- Work order
The records below need to be copied in full. Match them exactly.
Top of The records
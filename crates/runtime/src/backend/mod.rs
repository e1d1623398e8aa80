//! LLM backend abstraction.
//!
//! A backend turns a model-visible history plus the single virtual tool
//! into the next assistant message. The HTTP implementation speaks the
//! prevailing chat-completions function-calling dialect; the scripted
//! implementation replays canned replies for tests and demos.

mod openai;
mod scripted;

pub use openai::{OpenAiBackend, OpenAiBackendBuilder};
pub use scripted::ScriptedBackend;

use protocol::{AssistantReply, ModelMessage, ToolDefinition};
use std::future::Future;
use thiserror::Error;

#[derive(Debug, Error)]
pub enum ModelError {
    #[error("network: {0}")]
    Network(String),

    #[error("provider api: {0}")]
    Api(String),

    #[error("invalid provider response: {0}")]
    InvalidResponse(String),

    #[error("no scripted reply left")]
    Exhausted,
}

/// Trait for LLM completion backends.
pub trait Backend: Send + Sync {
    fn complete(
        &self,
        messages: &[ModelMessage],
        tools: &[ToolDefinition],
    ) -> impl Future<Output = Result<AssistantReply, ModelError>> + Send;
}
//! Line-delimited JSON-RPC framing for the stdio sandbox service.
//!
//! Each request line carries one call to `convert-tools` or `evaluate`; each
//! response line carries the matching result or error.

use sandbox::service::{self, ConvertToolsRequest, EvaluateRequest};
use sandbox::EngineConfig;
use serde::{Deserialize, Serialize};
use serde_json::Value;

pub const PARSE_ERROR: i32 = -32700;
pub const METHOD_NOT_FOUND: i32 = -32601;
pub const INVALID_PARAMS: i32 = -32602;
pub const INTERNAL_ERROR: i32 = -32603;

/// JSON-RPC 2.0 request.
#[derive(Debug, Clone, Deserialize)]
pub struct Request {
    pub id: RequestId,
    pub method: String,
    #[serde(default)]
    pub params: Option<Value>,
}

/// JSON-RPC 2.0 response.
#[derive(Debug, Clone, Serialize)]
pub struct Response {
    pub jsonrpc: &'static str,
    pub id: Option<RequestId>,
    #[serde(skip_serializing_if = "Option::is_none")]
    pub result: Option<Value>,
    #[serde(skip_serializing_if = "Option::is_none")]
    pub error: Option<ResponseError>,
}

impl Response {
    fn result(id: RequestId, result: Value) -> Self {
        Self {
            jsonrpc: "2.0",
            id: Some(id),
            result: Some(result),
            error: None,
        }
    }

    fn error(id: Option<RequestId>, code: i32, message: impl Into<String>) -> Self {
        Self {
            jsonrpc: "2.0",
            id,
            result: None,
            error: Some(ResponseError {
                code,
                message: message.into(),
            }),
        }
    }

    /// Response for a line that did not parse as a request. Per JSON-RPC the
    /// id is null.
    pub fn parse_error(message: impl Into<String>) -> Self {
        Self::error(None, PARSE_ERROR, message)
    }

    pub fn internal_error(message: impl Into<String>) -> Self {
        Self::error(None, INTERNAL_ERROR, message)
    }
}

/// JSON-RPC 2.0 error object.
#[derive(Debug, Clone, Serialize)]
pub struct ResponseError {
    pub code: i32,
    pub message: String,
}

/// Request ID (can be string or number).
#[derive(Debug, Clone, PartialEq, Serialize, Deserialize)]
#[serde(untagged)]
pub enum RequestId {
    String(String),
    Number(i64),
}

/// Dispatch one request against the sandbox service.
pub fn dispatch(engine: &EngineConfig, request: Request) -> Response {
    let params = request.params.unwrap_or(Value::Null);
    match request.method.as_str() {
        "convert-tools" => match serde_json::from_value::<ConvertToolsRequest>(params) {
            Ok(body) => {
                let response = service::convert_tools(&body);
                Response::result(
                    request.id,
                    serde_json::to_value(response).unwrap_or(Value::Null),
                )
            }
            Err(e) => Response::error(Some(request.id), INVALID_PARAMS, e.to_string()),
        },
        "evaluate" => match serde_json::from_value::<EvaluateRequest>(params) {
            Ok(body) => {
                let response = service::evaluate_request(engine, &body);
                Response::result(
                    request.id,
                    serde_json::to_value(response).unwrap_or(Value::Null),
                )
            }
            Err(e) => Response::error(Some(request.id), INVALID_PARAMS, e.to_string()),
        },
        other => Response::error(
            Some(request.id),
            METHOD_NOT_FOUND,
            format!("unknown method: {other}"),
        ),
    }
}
Bottom of The records
- Result of this task
filename crates/runtime/src/backend/mod.rs
repository e1d1623398e8aa80
//! LLM backend abstraction.
//!
//! A backend turns a model-visible history plus the single virtual tool
//! into the next assistant message. The HTTP implementation speaks the
//! prevailing chat-completions function-calling dialect; the scripted
//! implementation replays canned replies for tests and demos.

mod openai;
mod scripted;

pub use openai::{OpenAiBackend, OpenAiBackendBuilder};
pub use scripted::ScriptedBackend;

use protocol::{AssistantReply, ModelMessage, ToolDefinition};
use std::future::Future;
use thiserror::Error;

#[derive(Debug, Error)]
pub enum ModelError {
    #[error("network: {0}")]
    Network(String),

    #[error("provider api: {0}")]
    Api(String),

    #[error("invalid provider response: {0}")]
    InvalidResponse(String),

    #[error("no scripted reply left")]
    Exhausted,
}

/// Trait for LLM completion backends.
pub trait Backend: Send + Sync {
    fn complete(
        &self,
        messages: &[ModelMessage],
        tools: &[ToolDefinition],
    ) -> impl Future<Output = Result<AssistantReply, ModelError>> + Send;
}
//! Line-delimited JSON-RPC framing for the stdio sandbox service.
//!
//! Each request line carries one call to `convert-tools` or `evaluate`; each
//! response line carries the matching result or error.

use sandbox::service::{self, ConvertToolsRequest, EvaluateRequest};
use sandbox::EngineConfig;
use serde::{Deserialize, Serialize};
use serde_json::Value;

pub const PARSE_ERROR: i32 = -32700;
pub const METHOD_NOT_FOUND: i32 = -32601;
pub const INVALID_PARAMS: i32 = -32602;
pub const INTERNAL_ERROR: i32 = -32603;

/// JSON-RPC 2.0 request.
#[derive(Debug, Clone, Deserialize)]
pub struct Request {
    pub id: RequestId,
    pub method: String,
    #[serde(default)]
    pub params: Option<Value>,
}

/// JSON-RPC 2.0 response.
#[derive(Debug, Clone, Serialize)]
pub struct Response {
    pub jsonrpc: &'static str,
    pub id: Option<RequestId>,
    #[serde(skip_serializing_if = "Option::is_none")]
    pub result: Option<Value>,
    #[serde(skip_serializing_if = "Option::is_none")]
    pub error: Option<ResponseError>,
}

impl Response {
    fn result(id: RequestId, result: Value) -> Self {
        Self {
            jsonrpc: "2.0",
            id: Some(id),
            result: Some(result),
            error: None,
        }
    }

    fn error(id: Option<RequestId>, code: i32, message: impl Into<String>) -> Self {
        Self {
            jsonrpc: "2.0",
            id,
            result: None,
            error: Some(ResponseError {
                code,
                message: message.into(),
            }),
        }
    }

    /// Response for a line that did not parse as a request. Per JSON-RPC the
    /// id is null.
    pub fn parse_error(message: impl Into<String>) -> Self {
        Self::error(None, PARSE_ERROR, message)
    }

    pub fn internal_error(message: impl Into<String>) -> Self {
        Self::error(None, INTERNAL_ERROR, message)
    }
}

/// JSON-RPC 2.0 error object.
#[derive(Debug, Clone, Serialize)]
pub struct ResponseError {
    pub code: i32,
    pub message: String,
}

/// Request ID (can be string or number).
#[derive(Debug, Clone, PartialEq, Serialize, Deserialize)]
#[serde(untagged)]
pub enum RequestId {
    String(String),
    Number(i64),
}

/// Dispatch one request against the sandbox service.
pub fn dispatch(engine: &EngineConfig, request: Request) -> Response {
    let params = request.params.unwrap_or(Value::Null);
    match request.method.as_str() {
        "convert-tools" => match serde_json::from_value::<ConvertToolsRequest>(params) {
            Ok(body) => {
                let response = service::convert_tools(&body);
                Response::result(
                    request.id,
                    serde_json::to_value(response).unwrap_or(Value::Null),
                )
            }
            Err(e) => Response::error(Some(request.id), INVALID_PARAMS, e.to_string()),
        },
        "evaluate" => match serde_json::from_value::<EvaluateRequest>(params) {
            Ok(body) => {
                let response = service::evaluate_request(engine, &body);
                Response::result(
                    request.id,
                    serde_json::to_value(response).unwrap_or(Value::Null),
                )
            }
            Err(e) => Response::error(Some(request.id), INVALID_PARAMS, e.to_string()),
        },
        other => Response::error(
            Some(request.id),
            METHOD_NOT_FOUND,
            format!("unknown method: {other}"),
        ),
    }
}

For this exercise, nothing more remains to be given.